Well, you know I'm not a fan of Dombrowski's philosophy, in particular the depleted farm and the impending cliff, so you're mostly preaching to the choir on that. Part of the reason that I'm not a fan of the 'win now' philosophy is that it guarantees nothing, and then you're left with nothing but the cliff. We could be as good as the Indians are right now, and we would still be guaranteed nothing.
I can get on board for firing Dombrowski because I don't like his philosophy. However, the playoffs being the crap shoot that they are, I can't get on board with firing Dombrowski because of two early playoff exits, if indeed we do exit early this year. (It's not over yet!)
Exiting early would be extremely disappointing, but Dombrowski really can't control that.
As much as I felt Ben deserved a 5 year term to let his plan play out, I feel the same towards DD.
Like you, I disagreed with emptying the farm to such a large extent, and I felt we'd have made the playoffs with ben at the helm the last two years. That is what some posters seem to only want- at least that's what I thought they wanted.
Now that we are on the brink of being knocked out early and decisively, it seems just being competitive was not enough.
I can see the argument that DD built this team for a 3-4 year window for rings- not just making the playoffs, and our post season performance has been a let down, but the guy deserves at least 4 years to play out.
One could argue DD deserves less time than Ben, since his plan was for immediate results, while Ben's was for the longer haul, but not just 2 years.
Last edited by moonslav59; 10-07-2017 at 08:54 AM.
Many of this team's issues date back to decisions from the Cherington era, from the Sandoval and Ramirez contracts to (I would argue) the botching of the Lester and Lackey trades in 2014. Right now you can fault Dombrowski for not adding a power bat last winter and for trading Shaw, but that's about it. On the other hand, we wouldn't even be in it this year without Dave's additions (Kimbrel, Sale, and Pomeranz primarily).

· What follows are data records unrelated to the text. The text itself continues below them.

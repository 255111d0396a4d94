//! Core types crossing the analyzer's output boundary.

use serde::{Deserialize, Serialize};

/// Rule code attached to every diagnostic.
pub const RULE_CODE: &str = "infinite-loop";

/// A single flagged loop, positioned at its header.
///
/// Serialized camelCase because this is the wire shape the editor
/// integration consumes.
#[derive(Debug, Clone, PartialEq, Eq, Serialize, Deserialize)]
#[serde(rename_all = "camelCase")]
pub struct Diagnostic {
    /// 0-based line of the loop header.
    pub line: usize,
    /// 0-based column of the loop keyword.
    pub column: usize,
    /// End of the marked range: the trimmed end of the header line, so the
    /// editor underlines a readable span instead of the loop's full
    /// multi-line extent.
    pub end_column: usize,
    pub message: String,
    pub code: String,
}

/// Result of analyzing one buffer of source text.
#[derive(Debug, Clone, Serialize, Deserialize)]
#[serde(rename_all = "camelCase")]
pub struct AnalysisResult {
    /// False when the source had structural parse errors or the classifier
    /// faulted; `dangerous_loops` is always empty in that case.
    pub has_verdict: bool,
    /// Flagged loops in document order.
    pub dangerous_loops: Vec<Diagnostic>,
    /// Number of condition-controlled loops inspected.
    pub loops_examined: usize,
    /// Time spent parsing, in milliseconds.
    pub parse_duration_ms: f64,
    /// Total analysis time, in milliseconds.
    pub total_duration_ms: f64,
}

impl AnalysisResult {
    /// Whether nothing dangerous was found (including the no-verdict case).
    pub fn is_safe(&self) -> bool {
        self.dangerous_loops.is_empty()
    }
}

/// Caller protocol violations.
///
/// Anything stemming from the source text being mid-edit is absorbed into a
/// no-verdict `AnalysisResult` instead; these errors indicate a bug in the
/// integration layer and are surfaced explicitly.
#[derive(Debug, thiserror::Error)]
pub enum AnalyzeError {
    #[error("no language tag supplied")]
    MissingLanguage,
    #[error("unsupported language: {0:?}")]
    UnsupportedLanguage(String),
}

#[cfg(test)]
mod tests {
    use super::*;

    #[test]
    fn test_diagnostic_wire_shape() {
        let diag = Diagnostic {
            line: 3,
            column: 4,
            end_column: 15,
            message: "msg".to_string(),
            code: RULE_CODE.to_string(),
        };
        let json = serde_json::to_value(&diag).unwrap();
        assert_eq!(json["line"], 3);
        assert_eq!(json["endColumn"], 15);
        assert_eq!(json["code"], "infinite-loop");
    }

    #[test]
    fn test_is_safe() {
        let mut result = AnalysisResult {
            has_verdict: true,
            dangerous_loops: vec![],
            loops_examined: 1,
            parse_duration_ms: 0.1,
            total_duration_ms: 0.2,
        };
        assert!(result.is_safe());

        result.dangerous_loops.push(Diagnostic {
            line: 0,
            column: 0,
            end_column: 11,
            message: "msg".to_string(),
            code: RULE_CODE.to_string(),
        });
        assert!(!result.is_safe());
    }

    #[test]
    fn test_result_wire_shape() {
        let result = AnalysisResult {
            has_verdict: true,
            dangerous_loops: vec![],
            loops_examined: 2,
            parse_duration_ms: 0.5,
            total_duration_ms: 1.0,
        };
        let json = serde_json::to_value(&result).unwrap();
        assert_eq!(json["hasVerdict"], true);
        assert_eq!(json["loopsExamined"], 2);
        assert!(json["dangerousLoops"].as_array().unwrap().is_empty());
    }
}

I would think Dave's job is not even close to being in jeopardy at this point.
"Hating the Yankees like it's a religion since 94'" RIP Mike.
"It's also a simple and indisputable fact that WAR isn't the be-all end-all in valuations, especially in real life. Wanna know why? Because an ace in run-prevention for 120 innings means more often than not, a sub-standard pitcher covering for the rest of the IP that pitcher fails to provide. You can't see value in a vacuum when a player does not provide full-time production."